#### Try it:
Return the material unaltered, line by line.

#### Records to process:
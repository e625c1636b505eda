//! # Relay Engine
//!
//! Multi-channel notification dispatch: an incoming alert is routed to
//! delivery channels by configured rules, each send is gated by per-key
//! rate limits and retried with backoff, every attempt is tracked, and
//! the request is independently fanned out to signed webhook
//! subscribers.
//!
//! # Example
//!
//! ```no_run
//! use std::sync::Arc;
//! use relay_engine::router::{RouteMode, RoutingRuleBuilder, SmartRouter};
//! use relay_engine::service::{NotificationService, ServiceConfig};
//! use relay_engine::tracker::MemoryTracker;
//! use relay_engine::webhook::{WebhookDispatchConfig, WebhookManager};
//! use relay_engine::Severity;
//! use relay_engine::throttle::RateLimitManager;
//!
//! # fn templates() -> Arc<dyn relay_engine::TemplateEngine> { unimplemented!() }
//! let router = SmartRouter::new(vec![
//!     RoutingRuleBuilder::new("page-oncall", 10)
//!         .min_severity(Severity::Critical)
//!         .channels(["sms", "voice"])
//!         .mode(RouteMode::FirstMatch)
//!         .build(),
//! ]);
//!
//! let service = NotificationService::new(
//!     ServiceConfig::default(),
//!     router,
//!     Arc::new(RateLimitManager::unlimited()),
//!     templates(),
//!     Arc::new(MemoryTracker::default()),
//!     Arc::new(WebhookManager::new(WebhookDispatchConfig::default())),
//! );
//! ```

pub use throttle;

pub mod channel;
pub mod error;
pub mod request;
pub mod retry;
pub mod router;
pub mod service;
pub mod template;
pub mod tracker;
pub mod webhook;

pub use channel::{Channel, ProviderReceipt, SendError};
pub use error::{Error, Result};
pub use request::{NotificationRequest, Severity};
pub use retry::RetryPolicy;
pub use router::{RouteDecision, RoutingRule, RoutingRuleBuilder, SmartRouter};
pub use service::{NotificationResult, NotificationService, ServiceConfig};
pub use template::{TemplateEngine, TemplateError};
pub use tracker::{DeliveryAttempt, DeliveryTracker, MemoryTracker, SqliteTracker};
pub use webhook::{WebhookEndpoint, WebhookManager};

#### Answer below:
repository e625c1636b505eda
//! # Relay Engine
//!
//! Multi-channel notification dispatch: an incoming alert is routed to
//! delivery channels by configured rules, each send is gated by per-key
//! rate limits and retried with backoff, every attempt is tracked, and
//! the request is independently fanned out to signed webhook
//! subscribers.
//!
//! # Example
//!
//! ```no_run
//! use std::sync::Arc;
//! use relay_engine::router::{RouteMode, RoutingRuleBuilder, SmartRouter};
//! use relay_engine::service::{NotificationService, ServiceConfig};
//! use relay_engine::tracker::MemoryTracker;
//! use relay_engine::webhook::{WebhookDispatchConfig, WebhookManager};
//! use relay_engine::Severity;
//! use relay_engine::throttle::RateLimitManager;
//!
//! # fn templates() -> Arc<dyn relay_engine::TemplateEngine> { unimplemented!() }
//! let router = SmartRouter::new(vec![
//!     RoutingRuleBuilder::new("page-oncall", 10)
//!         .min_severity(Severity::Critical)
//!         .channels(["sms", "voice"])
//!         .mode(RouteMode::FirstMatch)
//!         .build(),
//! ]);
//!
//! let service = NotificationService::new(
//!     ServiceConfig::default(),
//!     router,
//!     Arc::new(RateLimitManager::unlimited()),
//!     templates(),
//!     Arc::new(MemoryTracker::default()),
//!     Arc::new(WebhookManager::new(WebhookDispatchConfig::default())),
//! );
//! ```

pub use throttle;

pub mod channel;
pub mod error;
pub mod request;
pub mod retry;
pub mod router;
pub mod service;
pub mod template;
pub mod tracker;
pub mod webhook;

pub use channel::{Channel, ProviderReceipt, SendError};
pub use error::{Error, Result};
pub use request::{NotificationRequest, Severity};
pub use retry::RetryPolicy;
pub use router::{RouteDecision, RoutingRule, RoutingRuleBuilder, SmartRouter};
pub use service::{NotificationResult, NotificationService, ServiceConfig};
pub use template::{TemplateEngine, TemplateError};
pub use tracker::{DeliveryAttempt, DeliveryTracker, MemoryTracker, SqliteTracker};
pub use webhook::{WebhookEndpoint, WebhookManager};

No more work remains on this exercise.